5.3.2. Attention Mechanisms in Face-Swapping

In this ablation study, we analyzed the impact of different attention mechanisms and feature processing methods adopted in the STAM module on the model’s performance. Table 4 presents the performance of various experimental groups when applying different attention mechanisms and feature processing methods. The results indicate that Group G, which employs an improved channel attention mechanism (CAM+), spatial attention mechanism (SAM), and feature recalibration method, performed the best with an SSIM of 0.82, a pose error of 2.35, and an expression error of 23.45. In contrast, Group A, which did not use any attention mechanisms or feature processing methods, performed the worst, with an SSIM of 0.72, a pose error of 7.99, and an expression error of 34.02. This demonstrates that attention mechanisms and feature processing methods play a crucial role in enhancing the model’s performance. Although Group F performed well in terms of expression retention, it was behind Group G in pose retention and overall image quality. A comparison between Groups D and E revealed that the parallel use of attention modules outperformed their serial use. This is likely because the parallel structure can more effectively capture and process both local facial details and global information, thereby improving the model’s performance in facial feature extraction and reconstruction. Additionally, Groups D and E, which did not use the feature recalibration module, performed worse than Groups F and G, which did. This further underscores the importance of feature recalibration in enhancing the model’s sensitivity to facial details and improving image reconstruction quality. The feature recalibration module adjusts the weights of feature maps, allowing the model to focus more on key facial features, thus enhancing the realism and visual consistency of the final generated images.

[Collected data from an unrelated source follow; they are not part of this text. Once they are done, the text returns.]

use std::io::{self, IsTerminal, Read};
use std::process::ExitCode;
use std::sync::Arc;

use anyhow::{anyhow, Context, Result};
use taskwatch_core::{format, TaskId, TaskStatus};
use taskwatch_engine::{QueryRequest, ReqwestTransport, Submission, TaskTracker};
use taskwatch_logging::{track_info, track_warn};

use crate::cli::{Cli, Command};
use crate::persistence::{LastTask, LastTaskStore};
use crate::render::Renderer;
use crate::sink::TerminalSink;

/// How a run ended.
#[derive(Debug, Clone, Copy, PartialEq, Eq)]
pub enum Outcome {
    Finished(TaskStatus),
    Cancelled,
    /// A submission that did not start a task.
    Answered { success: bool },
    Formatted,
}

impl Outcome {
    pub fn exit_status(self) -> u8 {
        match self {
            Outcome::Finished(TaskStatus::Failed) | Outcome::Answered { success: false } => 1,
            Outcome::Cancelled => 130,
            Outcome::Finished(_) | Outcome::Answered { success: true } | Outcome::Formatted => 0,
        }
    }

    pub fn exit_code(self) -> ExitCode {
        ExitCode::from(self.exit_status())
    }
}

pub async fn run(cli: Cli) -> Result<Outcome> {
    let styled = io::stdout().is_terminal();

    if cli.command == Command::Format {
        return format_stdin(styled);
    }

    let transport = Arc::new(
        ReqwestTransport::new(cli.transport_settings())
            .with_context(|| format!("using server {}", cli.base_url))?,
    );
    let store = LastTaskStore::new(&cli.state_dir);

    let task_id = match &cli.command {
        Command::Track { task_id } => TaskId::from(task_id.as_str()),
        Command::Resume => {
            let last = store
                .load()?
                .ok_or_else(|| anyhow!("no saved task in {}", store.path().display()))?;
            if last.base_url != cli.base_url {
                track_warn!(
                    "Task {} was started against {}, resuming against {}",
                    last.task_id,
                    last.base_url,
                    cli.base_url
                );
            }
            last.task_id
        }
        Command::Chat { message } => {
            let submission = transport.submit_chat(&message.join(" ")).await?;
            match started_task(submission) {
                Ok(task_id) => task_id,
                Err(outcome) => return Ok(outcome),
            }
        }
        Command::JiraStatus { ticket } => {
            let submission = transport.check_jira_status(ticket).await?;
            match started_task(submission) {
                Ok(task_id) => task_id,
                Err(outcome) => return Ok(outcome),
            }
        }
        Command::SubmitQuery {
            ticket,
            approver,
            description,
        } => {
            let query = QueryRequest {
                jira_ticket: ticket.clone(),
                approver: approver.clone(),
                query_description: description.clone(),
            };
            let submission = transport.submit_query(&query).await?;
            match started_task(submission) {
                Ok(task_id) => task_id,
                Err(outcome) => return Ok(outcome),
            }
        }
        Command::Format => return format_stdin(styled),
    };

    if let Err(err) = store.save(&LastTask::new(task_id.clone(), cli.base_url.clone())) {
        track_warn!("Could not remember task {task_id}: {err:#}");
    }

    let renderer = Renderer::new(styled, Some(ReqwestTransport::clone(&transport)));
    let sink = Arc::new(TerminalSink::new(renderer));
    let tracker = TaskTracker::new(transport);
    let mut handle = tracker.start_tracking(task_id, sink.clone(), cli.track_options())?;

    tokio::select! {
        () = handle.finished() => {}
        signal = tokio::signal::ctrl_c() => {
            signal.context("listening for Ctrl-C")?;
            handle.cancel();
            eprintln!("Stopped tracking {}.", handle.task_id());
            handle.finished().await;
        }
    }

    Ok(match sink.outcome() {
        Some(status) => Outcome::Finished(status),
        None => Outcome::Cancelled,
    })
}

fn format_stdin(styled: bool) -> Result<Outcome> {
    let mut text = String::new();
    io::stdin()
        .read_to_string(&mut text)
        .context("reading text from stdin")?;
    print!("{}", Renderer::new(styled, None).render_blocks(&format(&text)));
    Ok(Outcome::Formatted)
}

/// Print the server's answer; `Err` carries the outcome when no task was started.
fn started_task(submission: Submission) -> Result<TaskId, Outcome> {
    if !submission.message.is_empty() {
        println!("{}", submission.message);
    }
    match submission.task_id {
        Some(task_id) => {
            track_info!("Following task {task_id}");
            Ok(task_id)
        }
        None => Err(Outcome::Answered {
            success: submission.success,
        }),
    }
}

This ablation study demonstrates that employing multiple attention mechanisms and feature processing methods can significantly enhance the performance of face-swapping models, particularly in facial feature generation, alignment, and reconstruction. Specifically, CAM+ and SAM improve the model’s sensitivity and accuracy to facial features by capturing both facial details and global information. Meanwhile, the feature recalibration module further enhances the model’s feature expression capability and focus on critical features, thereby improving the overall quality of face-swapped images. This finding is significant for the further optimization and development of advanced face-swapping technology. By deeply understanding and applying these attention mechanisms and feature processing methods, we can achieve better results in facial feature generation, alignment, and reconstruction, resulting in more natural and realistic face-swapped images.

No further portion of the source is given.